• [TASK PROMPT]:
Search the data for the string "async" and copy each line where it turns up.

(Stored items from a collection)

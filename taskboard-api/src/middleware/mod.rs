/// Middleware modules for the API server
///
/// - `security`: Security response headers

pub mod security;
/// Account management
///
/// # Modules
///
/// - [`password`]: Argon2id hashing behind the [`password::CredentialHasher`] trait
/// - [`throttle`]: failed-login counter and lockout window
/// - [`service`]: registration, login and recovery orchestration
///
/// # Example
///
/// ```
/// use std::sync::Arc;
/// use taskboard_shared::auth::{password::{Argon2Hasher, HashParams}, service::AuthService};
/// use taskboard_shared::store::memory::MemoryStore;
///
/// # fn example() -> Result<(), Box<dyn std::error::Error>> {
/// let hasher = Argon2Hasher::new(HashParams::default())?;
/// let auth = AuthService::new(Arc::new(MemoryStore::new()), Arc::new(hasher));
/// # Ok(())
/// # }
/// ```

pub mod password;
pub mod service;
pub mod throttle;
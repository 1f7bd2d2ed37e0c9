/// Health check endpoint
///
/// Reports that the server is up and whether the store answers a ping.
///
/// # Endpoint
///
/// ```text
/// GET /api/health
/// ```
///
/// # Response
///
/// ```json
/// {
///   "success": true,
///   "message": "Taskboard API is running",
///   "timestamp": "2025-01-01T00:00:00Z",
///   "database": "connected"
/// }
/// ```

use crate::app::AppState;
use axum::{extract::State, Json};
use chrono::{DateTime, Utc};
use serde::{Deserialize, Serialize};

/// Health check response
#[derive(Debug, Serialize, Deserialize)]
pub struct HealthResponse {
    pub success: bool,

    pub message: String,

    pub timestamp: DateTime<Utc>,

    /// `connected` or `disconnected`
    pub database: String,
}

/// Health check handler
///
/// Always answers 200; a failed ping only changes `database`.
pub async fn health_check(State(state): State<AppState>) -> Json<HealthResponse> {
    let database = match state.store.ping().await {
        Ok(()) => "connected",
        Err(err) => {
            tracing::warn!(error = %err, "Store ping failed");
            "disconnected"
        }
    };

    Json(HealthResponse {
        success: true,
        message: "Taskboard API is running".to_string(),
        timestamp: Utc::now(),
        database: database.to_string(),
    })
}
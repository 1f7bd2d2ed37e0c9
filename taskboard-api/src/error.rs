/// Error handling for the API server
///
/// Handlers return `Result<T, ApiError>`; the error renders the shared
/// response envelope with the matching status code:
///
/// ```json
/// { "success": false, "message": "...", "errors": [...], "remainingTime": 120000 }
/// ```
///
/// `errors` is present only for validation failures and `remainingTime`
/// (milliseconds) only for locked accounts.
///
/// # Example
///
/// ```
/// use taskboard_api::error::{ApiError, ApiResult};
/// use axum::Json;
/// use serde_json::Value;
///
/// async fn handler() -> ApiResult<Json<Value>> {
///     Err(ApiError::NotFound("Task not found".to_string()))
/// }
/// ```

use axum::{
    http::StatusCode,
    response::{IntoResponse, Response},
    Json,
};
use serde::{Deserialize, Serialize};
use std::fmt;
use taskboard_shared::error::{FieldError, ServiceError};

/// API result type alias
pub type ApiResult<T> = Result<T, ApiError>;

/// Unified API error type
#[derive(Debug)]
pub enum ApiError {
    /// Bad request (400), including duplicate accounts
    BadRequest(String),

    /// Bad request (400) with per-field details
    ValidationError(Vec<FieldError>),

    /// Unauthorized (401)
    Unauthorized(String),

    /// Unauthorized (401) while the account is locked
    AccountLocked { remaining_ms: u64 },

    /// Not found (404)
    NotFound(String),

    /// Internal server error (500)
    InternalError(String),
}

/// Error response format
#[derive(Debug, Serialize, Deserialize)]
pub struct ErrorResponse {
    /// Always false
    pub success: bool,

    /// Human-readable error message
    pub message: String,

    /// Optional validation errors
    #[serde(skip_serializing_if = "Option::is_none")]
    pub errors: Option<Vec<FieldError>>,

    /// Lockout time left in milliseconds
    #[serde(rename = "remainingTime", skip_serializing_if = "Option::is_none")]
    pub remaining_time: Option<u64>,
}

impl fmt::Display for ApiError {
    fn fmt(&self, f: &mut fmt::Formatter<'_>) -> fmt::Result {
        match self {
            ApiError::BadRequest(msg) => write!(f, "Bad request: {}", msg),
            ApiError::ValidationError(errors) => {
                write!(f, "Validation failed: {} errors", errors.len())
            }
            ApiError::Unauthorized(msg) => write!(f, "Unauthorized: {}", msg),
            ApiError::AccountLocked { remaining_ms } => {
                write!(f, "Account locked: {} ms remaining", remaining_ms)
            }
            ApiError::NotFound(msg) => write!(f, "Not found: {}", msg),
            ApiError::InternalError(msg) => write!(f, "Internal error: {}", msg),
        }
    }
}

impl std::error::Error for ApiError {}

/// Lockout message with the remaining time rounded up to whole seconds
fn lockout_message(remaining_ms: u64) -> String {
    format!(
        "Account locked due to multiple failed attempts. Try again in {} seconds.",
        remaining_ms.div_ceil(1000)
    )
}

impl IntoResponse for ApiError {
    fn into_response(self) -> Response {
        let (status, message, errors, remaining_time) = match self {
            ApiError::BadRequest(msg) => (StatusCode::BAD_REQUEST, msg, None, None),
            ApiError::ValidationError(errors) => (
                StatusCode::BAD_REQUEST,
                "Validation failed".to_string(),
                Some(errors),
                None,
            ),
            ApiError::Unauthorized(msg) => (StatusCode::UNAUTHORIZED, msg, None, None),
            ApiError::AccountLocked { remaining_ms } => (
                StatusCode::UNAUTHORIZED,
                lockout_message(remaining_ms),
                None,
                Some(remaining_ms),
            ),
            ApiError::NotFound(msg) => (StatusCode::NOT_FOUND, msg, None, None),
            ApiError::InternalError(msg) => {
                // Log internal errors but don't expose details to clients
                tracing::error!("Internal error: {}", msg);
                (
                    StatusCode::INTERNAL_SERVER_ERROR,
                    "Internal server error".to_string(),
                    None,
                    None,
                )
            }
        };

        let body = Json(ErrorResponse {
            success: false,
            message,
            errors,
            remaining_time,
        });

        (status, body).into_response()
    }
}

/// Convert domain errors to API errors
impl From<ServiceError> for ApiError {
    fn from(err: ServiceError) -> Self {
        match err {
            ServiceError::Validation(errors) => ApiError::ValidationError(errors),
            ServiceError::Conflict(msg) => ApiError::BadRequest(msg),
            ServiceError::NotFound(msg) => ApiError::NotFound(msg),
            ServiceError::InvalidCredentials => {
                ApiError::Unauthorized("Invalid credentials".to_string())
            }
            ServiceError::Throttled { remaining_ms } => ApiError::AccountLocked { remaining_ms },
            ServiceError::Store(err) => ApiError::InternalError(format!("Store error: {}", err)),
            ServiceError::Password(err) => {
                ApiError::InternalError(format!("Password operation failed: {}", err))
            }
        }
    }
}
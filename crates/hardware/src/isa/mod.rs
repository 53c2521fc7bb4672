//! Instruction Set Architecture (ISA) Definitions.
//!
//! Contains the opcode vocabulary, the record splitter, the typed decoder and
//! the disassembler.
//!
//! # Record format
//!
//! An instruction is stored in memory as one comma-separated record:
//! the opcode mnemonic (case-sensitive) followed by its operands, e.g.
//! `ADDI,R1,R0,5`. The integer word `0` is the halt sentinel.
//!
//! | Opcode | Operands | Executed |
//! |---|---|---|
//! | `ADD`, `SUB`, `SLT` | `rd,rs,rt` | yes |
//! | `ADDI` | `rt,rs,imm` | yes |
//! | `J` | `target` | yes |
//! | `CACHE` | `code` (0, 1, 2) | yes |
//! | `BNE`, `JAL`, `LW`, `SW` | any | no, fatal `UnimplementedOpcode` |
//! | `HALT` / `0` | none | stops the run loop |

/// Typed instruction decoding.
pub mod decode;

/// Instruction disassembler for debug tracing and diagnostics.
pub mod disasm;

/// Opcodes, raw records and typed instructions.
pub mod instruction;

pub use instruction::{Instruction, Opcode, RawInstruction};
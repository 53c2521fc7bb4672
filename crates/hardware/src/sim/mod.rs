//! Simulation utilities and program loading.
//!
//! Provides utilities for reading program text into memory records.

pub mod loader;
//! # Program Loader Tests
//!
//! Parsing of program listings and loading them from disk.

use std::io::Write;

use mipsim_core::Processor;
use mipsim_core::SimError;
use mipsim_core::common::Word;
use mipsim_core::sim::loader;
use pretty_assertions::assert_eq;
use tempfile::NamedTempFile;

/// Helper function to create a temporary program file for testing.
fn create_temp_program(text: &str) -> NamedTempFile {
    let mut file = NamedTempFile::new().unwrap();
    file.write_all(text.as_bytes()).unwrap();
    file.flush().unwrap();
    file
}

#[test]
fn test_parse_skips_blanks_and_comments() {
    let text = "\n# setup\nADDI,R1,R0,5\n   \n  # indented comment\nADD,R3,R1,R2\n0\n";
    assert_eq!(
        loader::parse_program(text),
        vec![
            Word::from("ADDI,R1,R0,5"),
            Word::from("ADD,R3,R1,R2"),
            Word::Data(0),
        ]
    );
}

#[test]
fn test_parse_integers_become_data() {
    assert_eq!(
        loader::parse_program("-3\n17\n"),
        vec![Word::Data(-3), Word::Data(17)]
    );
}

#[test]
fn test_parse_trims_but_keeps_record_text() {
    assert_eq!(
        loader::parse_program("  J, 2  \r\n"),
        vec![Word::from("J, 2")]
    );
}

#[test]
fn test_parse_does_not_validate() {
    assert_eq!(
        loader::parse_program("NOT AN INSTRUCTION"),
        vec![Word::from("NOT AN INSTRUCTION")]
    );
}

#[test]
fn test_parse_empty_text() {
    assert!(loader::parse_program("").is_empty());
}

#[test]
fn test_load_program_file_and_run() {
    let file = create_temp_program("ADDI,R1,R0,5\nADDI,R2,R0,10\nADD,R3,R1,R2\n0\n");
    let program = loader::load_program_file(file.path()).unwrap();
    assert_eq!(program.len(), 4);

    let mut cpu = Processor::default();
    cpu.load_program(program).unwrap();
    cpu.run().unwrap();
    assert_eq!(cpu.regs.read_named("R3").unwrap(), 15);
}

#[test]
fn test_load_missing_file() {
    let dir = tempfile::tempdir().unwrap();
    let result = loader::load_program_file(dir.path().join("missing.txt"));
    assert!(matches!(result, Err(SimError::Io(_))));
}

• [ANSWER TO THIS PROBLEM]:
pub async fn health_check(State(state): State<AppState>) -> Json<HealthResponse> {
/// async fn handler() -> ApiResult<Json<Value>> {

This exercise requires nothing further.